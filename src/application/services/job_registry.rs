use std::collections::HashMap;
use std::path::PathBuf;
use std::sync::atomic::{AtomicU64, Ordering};
use std::sync::{Mutex, MutexGuard, PoisonError};

use tokio::sync::mpsc;

use crate::domain::{Job, JobId, JobInput, JobSnapshot, JobStatus, OracleBackend};

pub const DEFAULT_SUBSCRIBER_CAPACITY: usize = 64;

#[derive(Debug, Clone, Copy, PartialEq, Eq, Hash)]
pub struct SubscriberId(u64);

/// Receiving end of the snapshot feed. Events are serialized `JobSnapshot`s.
///
/// Delivery is best effort: when the channel is full the event is dropped for
/// this subscriber. Job state is always queryable through the registry.
pub struct Subscription {
    pub id: SubscriberId,
    pub receiver: mpsc::Receiver<String>,
}

/// Single source of truth for job state.
///
/// Events are emitted while the job lock is still held, so subscribers see
/// the snapshots of one job in the order the updates were applied. Locks are
/// always taken jobs first, then subscribers. Sending uses `try_send`, so a
/// slow subscriber never delays a job update.
pub struct JobRegistry {
    jobs: Mutex<HashMap<JobId, Job>>,
    subscribers: Mutex<Vec<(SubscriberId, mpsc::Sender<String>)>>,
    subscriber_capacity: usize,
    next_sequence: AtomicU64,
    next_subscriber: AtomicU64,
}

impl Default for JobRegistry {
    fn default() -> Self {
        Self::new(DEFAULT_SUBSCRIBER_CAPACITY)
    }
}

impl JobRegistry {
    pub fn new(subscriber_capacity: usize) -> Self {
        Self {
            jobs: Mutex::new(HashMap::new()),
            subscribers: Mutex::new(Vec::new()),
            subscriber_capacity: subscriber_capacity.max(1),
            next_sequence: AtomicU64::new(0),
            next_subscriber: AtomicU64::new(0),
        }
    }

    pub fn create(&self, filename: String, backend: OracleBackend, input: JobInput) -> Job {
        let sequence = self.next_sequence.fetch_add(1, Ordering::Relaxed);
        let job = Job::new(sequence, filename, backend, input);
        let snapshot = JobSnapshot::from(&job);

        {
            let mut jobs = self.lock_jobs();
            jobs.insert(job.id, job.clone());
            self.emit(&snapshot);
        }
        tracing::info!(job_id = %job.id, filename = %job.filename, provider = %job.backend.provider, "Job created");
        job
    }

    pub fn get(&self, id: JobId) -> Option<Job> {
        self.lock_jobs().get(&id).cloned()
    }

    /// All jobs, newest first.
    pub fn list(&self) -> Vec<Job> {
        let mut jobs: Vec<Job> = self.lock_jobs().values().cloned().collect();
        jobs.sort_by(|a, b| {
            b.created_at
                .cmp(&a.created_at)
                .then(b.sequence.cmp(&a.sequence))
        });
        jobs
    }

    pub fn input(&self, id: JobId) -> Option<JobInput> {
        self.lock_jobs().get(&id).and_then(|job| job.input.clone())
    }

    pub fn update_status(&self, id: JobId, status: JobStatus, progress: Option<u8>) {
        self.mutate(id, |job| job.set_status(status, progress));
    }

    pub fn update_progress(&self, id: JobId, progress: u8) {
        self.mutate(id, |job| job.set_progress(progress));
    }

    pub fn set_details(&self, id: JobId, extracted_text: String, prompt: String) {
        self.mutate(id, move |job| job.set_details(extracted_text, prompt));
    }

    pub fn set_error(&self, id: JobId, message: impl Into<String>) {
        let message = message.into();
        self.mutate(id, move |job| job.fail(message));
    }

    pub fn set_completed(&self, id: JobId, artifact_path: PathBuf) {
        self.mutate(id, move |job| job.complete(artifact_path));
    }

    pub fn set_password_required(&self, id: JobId, message: impl Into<String>) {
        let message = message.into();
        self.mutate(id, move |job| job.require_password(message));
    }

    /// Moves a password-pending job back into PROCESSING. Returns false when
    /// the job is unknown or not waiting for a password.
    pub fn reset_for_retry(&self, id: JobId) -> bool {
        self.mutate(id, |job| job.reset_for_retry())
    }

    pub fn cancel(&self, id: JobId) -> bool {
        let cancelled = self.mutate(id, |job| job.cancel());
        if cancelled {
            tracing::info!(job_id = %id, "Job cancelled");
        }
        cancelled
    }

    pub fn is_cancelled(&self, id: JobId) -> bool {
        self.lock_jobs()
            .get(&id)
            .map(|job| job.cancelled)
            .unwrap_or(false)
    }

    pub fn subscribe(&self) -> Subscription {
        let id = SubscriberId(self.next_subscriber.fetch_add(1, Ordering::Relaxed));
        let (sender, receiver) = mpsc::channel(self.subscriber_capacity);
        self.lock_subscribers().push((id, sender));
        tracing::debug!(subscriber = id.0, "Subscriber registered");
        Subscription { id, receiver }
    }

    /// Safe to call for a subscriber that is already gone.
    pub fn unsubscribe(&self, id: SubscriberId) {
        self.lock_subscribers().retain(|(sub_id, _)| *sub_id != id);
    }

    pub fn subscriber_count(&self) -> usize {
        self.lock_subscribers().len()
    }

    fn mutate(&self, id: JobId, apply: impl FnOnce(&mut Job) -> bool) -> bool {
        let mut jobs = self.lock_jobs();
        let Some(job) = jobs.get_mut(&id) else {
            return false;
        };
        if !apply(job) {
            return false;
        }

        self.emit(&JobSnapshot::from(&*job));
        true
    }

    /// Callers hold the jobs lock.
    fn emit(&self, snapshot: &JobSnapshot) {
        let event = match serde_json::to_string(snapshot) {
            Ok(event) => event,
            Err(e) => {
                tracing::error!(error = %e, job_id = %snapshot.id, "Failed to serialize job snapshot");
                return;
            }
        };

        self.lock_subscribers()
            .retain(|(id, sender)| match sender.try_send(event.clone()) {
                Ok(()) => true,
                Err(mpsc::error::TrySendError::Full(_)) => {
                    tracing::debug!(subscriber = id.0, "Subscriber channel full, dropping event");
                    true
                }
                Err(mpsc::error::TrySendError::Closed(_)) => false,
            });
    }

    fn lock_jobs(&self) -> MutexGuard<'_, HashMap<JobId, Job>> {
        self.jobs.lock().unwrap_or_else(PoisonError::into_inner)
    }

    fn lock_subscribers(&self) -> MutexGuard<'_, Vec<(SubscriberId, mpsc::Sender<String>)>> {
        self.subscribers
            .lock()
            .unwrap_or_else(PoisonError::into_inner)
    }
}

☆ ☆ ☆ ☆ ☆

Directions for this task: From the data above, give every line again exactly as it appears.

Written answer:
filename src/application/services/job_registry.rs
use std::collections::HashMap;
use std::path::PathBuf;
use std::sync::atomic::{AtomicU64, Ordering};
use std::sync::{Mutex, MutexGuard, PoisonError};

use tokio::sync::mpsc;

use crate::domain::{Job, JobId, JobInput, JobSnapshot, JobStatus, OracleBackend};

pub const DEFAULT_SUBSCRIBER_CAPACITY: usize = 64;

#[derive(Debug, Clone, Copy, PartialEq, Eq, Hash)]
pub struct SubscriberId(u64);

/// Receiving end of the snapshot feed. Events are serialized `JobSnapshot`s.
///
/// Delivery is best effort: when the channel is full the event is dropped for
/// this subscriber. Job state is always queryable through the registry.
pub struct Subscription {
    pub id: SubscriberId,
    pub receiver: mpsc::Receiver<String>,
}

/// Single source of truth for job state.
///
/// Events are emitted while the job lock is still held, so subscribers see
/// the snapshots of one job in the order the updates were applied. Locks are
/// always taken jobs first, then subscribers. Sending uses `try_send`, so a
/// slow subscriber never delays a job update.
pub struct JobRegistry {
    jobs: Mutex<HashMap<JobId, Job>>,
    subscribers: Mutex<Vec<(SubscriberId, mpsc::Sender<String>)>>,
    subscriber_capacity: usize,
    next_sequence: AtomicU64,
    next_subscriber: AtomicU64,
}

impl Default for JobRegistry {
    fn default() -> Self {
        Self::new(DEFAULT_SUBSCRIBER_CAPACITY)
    }
}

impl JobRegistry {
    pub fn new(subscriber_capacity: usize) -> Self {
        Self {
            jobs: Mutex::new(HashMap::new()),
            subscribers: Mutex::new(Vec::new()),
            subscriber_capacity: subscriber_capacity.max(1),
            next_sequence: AtomicU64::new(0),
            next_subscriber: AtomicU64::new(0),
        }
    }

    pub fn create(&self, filename: String, backend: OracleBackend, input: JobInput) -> Job {
        let sequence = self.next_sequence.fetch_add(1, Ordering::Relaxed);
        let job = Job::new(sequence, filename, backend, input);
        let snapshot = JobSnapshot::from(&job);

        {
            let mut jobs = self.lock_jobs();
            jobs.insert(job.id, job.clone());
            self.emit(&snapshot);
        }
        tracing::info!(job_id = %job.id, filename = %job.filename, provider = %job.backend.provider, "Job created");
        job
    }

    pub fn get(&self, id: JobId) -> Option<Job> {
        self.lock_jobs().get(&id).cloned()
    }

    /// All jobs, newest first.
    pub fn list(&self) -> Vec<Job> {
        let mut jobs: Vec<Job> = self.lock_jobs().values().cloned().collect();
        jobs.sort_by(|a, b| {
            b.created_at
                .cmp(&a.created_at)
                .then(b.sequence.cmp(&a.sequence))
        });
        jobs
    }

    pub fn input(&self, id: JobId) -> Option<JobInput> {
        self.lock_jobs().get(&id).and_then(|job| job.input.clone())
    }

    pub fn update_status(&self, id: JobId, status: JobStatus, progress: Option<u8>) {
        self.mutate(id, |job| job.set_status(status, progress));
    }

    pub fn update_progress(&self, id: JobId, progress: u8) {
        self.mutate(id, |job| job.set_progress(progress));
    }

    pub fn set_details(&self, id: JobId, extracted_text: String, prompt: String) {
        self.mutate(id, move |job| job.set_details(extracted_text, prompt));
    }

    pub fn set_error(&self, id: JobId, message: impl Into<String>) {
        let message = message.into();
        self.mutate(id, move |job| job.fail(message));
    }

    pub fn set_completed(&self, id: JobId, artifact_path: PathBuf) {
        self.mutate(id, move |job| job.complete(artifact_path));
    }

    pub fn set_password_required(&self, id: JobId, message: impl Into<String>) {
        let message = message.into();
        self.mutate(id, move |job| job.require_password(message));
    }

    /// Moves a password-pending job back into PROCESSING. Returns false when
    /// the job is unknown or not waiting for a password.
    pub fn reset_for_retry(&self, id: JobId) -> bool {
        self.mutate(id, |job| job.reset_for_retry())
    }

    pub fn cancel(&self, id: JobId) -> bool {
        let cancelled = self.mutate(id, |job| job.cancel());
        if cancelled {
            tracing::info!(job_id = %id, "Job cancelled");
        }
        cancelled
    }

    pub fn is_cancelled(&self, id: JobId) -> bool {
        self.lock_jobs()
            .get(&id)
            .map(|job| job.cancelled)
            .unwrap_or(false)
    }

    pub fn subscribe(&self) -> Subscription {
        let id = SubscriberId(self.next_subscriber.fetch_add(1, Ordering::Relaxed));
        let (sender, receiver) = mpsc::channel(self.subscriber_capacity);
        self.lock_subscribers().push((id, sender));
        tracing::debug!(subscriber = id.0, "Subscriber registered");
        Subscription { id, receiver }
    }

    /// Safe to call for a subscriber that is already gone.
    pub fn unsubscribe(&self, id: SubscriberId) {
        self.lock_subscribers().retain(|(sub_id, _)| *sub_id != id);
    }

    pub fn subscriber_count(&self) -> usize {
        self.lock_subscribers().len()
    }

    fn mutate(&self, id: JobId, apply: impl FnOnce(&mut Job) -> bool) -> bool {
        let mut jobs = self.lock_jobs();
        let Some(job) = jobs.get_mut(&id) else {
            return false;
        };
        if !apply(job) {
            return false;
        }

        self.emit(&JobSnapshot::from(&*job));
        true
    }

    /// Callers hold the jobs lock.
    fn emit(&self, snapshot: &JobSnapshot) {
        let event = match serde_json::to_string(snapshot) {
            Ok(event) => event,
            Err(e) => {
                tracing::error!(error = %e, job_id = %snapshot.id, "Failed to serialize job snapshot");
                return;
            }
        };

        self.lock_subscribers()
            .retain(|(id, sender)| match sender.try_send(event.clone()) {
                Ok(()) => true,
                Err(mpsc::error::TrySendError::Full(_)) => {
                    tracing::debug!(subscriber = id.0, "Subscriber channel full, dropping event");
                    true
                }
                Err(mpsc::error::TrySendError::Closed(_)) => false,
            });
    }

    fn lock_jobs(&self) -> MutexGuard<'_, HashMap<JobId, Job>> {
        self.jobs.lock().unwrap_or_else(PoisonError::into_inner)
    }

    fn lock_subscribers(&self) -> MutexGuard<'_, Vec<(SubscriberId, mpsc::Sender<String>)>> {
        self.subscribers
            .lock()
            .unwrap_or_else(PoisonError::into_inner)
    }
}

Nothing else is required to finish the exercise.